An Opening Position Disclosure must
contain details of the person's interests and short positions in,
and rights to subscribe for, any relevant securities of each of (i)
the offeree company and (ii) any securities exchange offeror(s). An
Opening Position Disclosure by a person to whom Rule 8.3(a) applies
must be made by no later than 3.30 pm (London time) on the 10th
business day following the commencement of the offer period and, if
appropriate, by no later than 3.30 pm (London time) on the 10th
business day following the announcement in which any securities
exchange offeror is first identified. Relevant persons who deal in
the relevant securities of the offeree company or of a securities
exchange offeror prior to the deadline for making an Opening
Position Disclosure must instead make a Dealing
Disclosure.
Under Rule 8.3(b) of the Code, any
person who is, or becomes, interested in 1% or more of any class of
relevant securities of the offeree company or of any securities
exchange offeror must make a Dealing Disclosure if the person deals
in any relevant securities of the offeree company or of any
securities exchange offeror.

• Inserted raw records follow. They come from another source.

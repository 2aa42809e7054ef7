//! Revenue and operating cost per station.

use std::collections::HashMap;

use chargescope_storage::Dataset;
use chargescope_types::Session;
use serde::Serialize;

#[derive(Debug, Clone, PartialEq, Serialize)]
pub struct RevenueCostRow {
    pub station_id: String,
    pub station_name: String,
    pub revenue: f64,
    pub cost: f64,
}

/// Revenue and cost totals per station, ordered by station id. Every
/// station in the network is present; stations without sessions in the
/// subset carry zero totals.
pub fn revenue_vs_cost(dataset: &Dataset, subset: &[&Session]) -> Vec<RevenueCostRow> {
    let mut totals: HashMap<&str, (f64, f64)> = HashMap::new();
    for session in subset {
        let entry = totals.entry(session.station_id.as_str()).or_insert((0.0, 0.0));
        entry.0 += session.revenue;
        entry.1 += session.cost;
    }

    dataset
        .stations
        .values()
        .map(|station| {
            let (revenue, cost) =
                totals.get(station.station_id.as_str()).copied().unwrap_or((0.0, 0.0));
            RevenueCostRow {
                station_id: station.station_id.clone(),
                station_name: station.name.clone(),
                revenue,
                cost,
            }
        })
        .collect()
}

A Dealing Disclosure must contain
details of the dealing concerned and of the person's interests and
short positions in, and rights to subscribe for, any relevant
securities of each of (i) the offeree company and (ii) any
securities exchange offeror(s), save to the extent that these
details have previously been disclosed under Rule 8. A Dealing
Disclosure by a person to whom Rule 8.3(b) applies must be made by
no later than 3.30 pm (London time) on the business day following
the date of the relevant dealing.
If two or more persons act together
pursuant to an agreement or understanding, whether formal or
informal, to acquire or control an interest in relevant securities
of an offeree company or a securities exchange offeror, they will
be deemed to be a single person for the purpose of Rule
8.3.
Opening Position Disclosures must
also be made by the offeree company and by any offeror and Dealing
Disclosures must also be made by the offeree company, by any
offeror and by any persons acting in concert with any of them (see
Rules 8.1, 8.2 and 8.4).
Details of the offeree and offeror
companies in respect of whose relevant securities Opening Position
Disclosures and Dealing Disclosures must be made can be found in
the Disclosure Table on the Takeover Panel's website
at www.thetakeoverpanel.org.uk,
including details of the number of relevant securities in issue,
when the offer period commenced and when any offeror was first
identified. You should contact the Panel's Market Surveillance Unit
on +44 (0) 207 638 0129 if you are in any doubt as to whether you
are required to make an Opening Position Disclosure or a Dealing
Disclosure.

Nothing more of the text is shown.